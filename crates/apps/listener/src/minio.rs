use app_state::ObjectStoreSettings;
use aws_credential_types::Credentials;
use aws_sigv4::http_request::{
    PayloadChecksumKind, SignableBody, SignableRequest, SigningParams, SigningSettings,
    UriPathNormalizationMode, sign,
};
use aws_sigv4::sign::v4;
use color_eyre::eyre::{Result, WrapErr, eyre};
use futures_util::StreamExt;
use futures_util::stream::BoxStream;
use reqwest::Client;
use std::time::SystemTime;
use url::Url;

/// Client for the MinIO bucket notification extension of the S3 API.
#[derive(Clone)]
pub struct NotificationClient {
    http_client: Client,
    settings: ObjectStoreSettings,
}

impl NotificationClient {
    pub fn new(http_client: Client, settings: &ObjectStoreSettings) -> Self {
        Self {
            http_client,
            settings: settings.clone(),
        }
    }

    /// The `ListenBucketNotification` URL for `bucket`.
    ///
    /// # Errors
    ///
    /// Returns an error if the configured endpoint is not a valid URL.
    pub fn listen_url(&self, bucket: &str, events: &[String]) -> Result<Url> {
        let mut url: Url = self
            .settings
            .endpoint
            .parse()
            .wrap_err_with(|| format!("Invalid object store endpoint {}", self.settings.endpoint))?;
        url.path_segments_mut()
            .map_err(|()| eyre!("Object store endpoint cannot be a base URL"))?
            .pop_if_empty()
            .push(bucket);
        {
            let mut query = url.query_pairs_mut();
            query.append_pair("prefix", "").append_pair("suffix", "");
            for event in events {
                query.append_pair("events", event);
            }
        }
        Ok(url)
    }

    /// Opens the notification stream for `bucket`.
    ///
    /// # Errors
    ///
    /// Returns an error if the request cannot be signed or sent, or the server
    /// rejects it.
    pub async fn listen(&self, bucket: &str, events: &[String]) -> Result<NotificationStream> {
        let url = self.listen_url(bucket, events)?;
        let mut request = self.http_client.get(url.clone());
        for (name, value) in self.sign_get(&url)? {
            request = request.header(name, value);
        }

        let response = request.send().await?;
        if !response.status().is_success() {
            let status = response.status();
            let error_text = response.text().await.unwrap_or_default();
            return Err(eyre!(
                "Object store returned {status} for notification request: {error_text}"
            ));
        }

        Ok(NotificationStream {
            bytes: response.bytes_stream().boxed(),
            lines: LineBuffer::default(),
        })
    }

    /// SigV4 headers for an empty-bodied GET of `url`.
    fn sign_get(&self, url: &Url) -> Result<Vec<(String, String)>> {
        let identity = Credentials::new(
            &self.settings.access_key,
            &self.settings.secret_key,
            None,
            None,
            "settings",
        )
        .into();

        let mut signing_settings = SigningSettings::default();
        signing_settings.payload_checksum_kind = PayloadChecksumKind::XAmzSha256;
        signing_settings.uri_path_normalization_mode = UriPathNormalizationMode::Disabled;

        let params: SigningParams<'_> = v4::SigningParams::builder()
            .identity(&identity)
            .region(&self.settings.region)
            .name("s3")
            .time(SystemTime::now())
            .settings(signing_settings)
            .build()?
            .into();

        let signable = SignableRequest::new(
            "GET",
            url.as_str(),
            std::iter::empty(),
            SignableBody::Bytes(&[]),
        )?;
        let (instructions, _signature) = sign(signable, &params)?.into_parts();

        Ok(instructions
            .headers()
            .map(|(name, value)| (name.to_owned(), value.to_owned()))
            .collect())
    }
}

/// Newline-delimited notification lines from an open subscription.
pub struct NotificationStream {
    bytes: BoxStream<'static, reqwest::Result<bytes::Bytes>>,
    lines: LineBuffer,
}

impl NotificationStream {
    /// The next complete line, or `None` once the server closes the stream.
    ///
    /// # Errors
    ///
    /// Returns an error if the connection breaks.
    pub async fn next_line(&mut self) -> Result<Option<String>> {
        loop {
            if let Some(line) = self.lines.next_line() {
                return Ok(Some(line));
            }
            match self.bytes.next().await {
                Some(chunk) => self.lines.push(&chunk.wrap_err("Notification stream broke")?),
                None => return Ok(self.lines.take_rest()),
            }
        }
    }
}

/// Splits a byte stream into lines across chunk boundaries.
#[derive(Debug, Default)]
pub struct LineBuffer {
    pending: Vec<u8>,
}

impl LineBuffer {
    pub fn push(&mut self, chunk: &[u8]) {
        self.pending.extend_from_slice(chunk);
    }

    pub fn next_line(&mut self) -> Option<String> {
        let end = self.pending.iter().position(|b| *b == b'\n')?;
        let line: Vec<u8> = self.pending.drain(..=end).collect();
        Some(String::from_utf8_lossy(&line[..end]).into_owned())
    }

    /// Whatever is left after the final newline.
    pub fn take_rest(&mut self) -> Option<String> {
        if self.pending.is_empty() {
            return None;
        }
        let rest = std::mem::take(&mut self.pending);
        Some(String::from_utf8_lossy(&rest).into_owned())
    }
}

*Activity:*
Once the line containing "let mut url: Url = self" has been retyped, stop. Begin at the first line of the material and reproduce every line up to it exactly.

*Task answer:*
filename crates/apps/listener/src/minio.rs
use app_state::ObjectStoreSettings;
use aws_credential_types::Credentials;
use aws_sigv4::http_request::{
    PayloadChecksumKind, SignableBody, SignableRequest, SigningParams, SigningSettings,
    UriPathNormalizationMode, sign,
};
use aws_sigv4::sign::v4;
use color_eyre::eyre::{Result, WrapErr, eyre};
use futures_util::StreamExt;
use futures_util::stream::BoxStream;
use reqwest::Client;
use std::time::SystemTime;
use url::Url;

/// Client for the MinIO bucket notification extension of the S3 API.
#[derive(Clone)]
pub struct NotificationClient {
    http_client: Client,
    settings: ObjectStoreSettings,
}

impl NotificationClient {
    pub fn new(http_client: Client, settings: &ObjectStoreSettings) -> Self {
        Self {
            http_client,
            settings: settings.clone(),
        }
    }

    /// The `ListenBucketNotification` URL for `bucket`.
    ///
    /// # Errors
    ///
    /// Returns an error if the configured endpoint is not a valid URL.
    pub fn listen_url(&self, bucket: &str, events: &[String]) -> Result<Url> {
        let mut url: Url = self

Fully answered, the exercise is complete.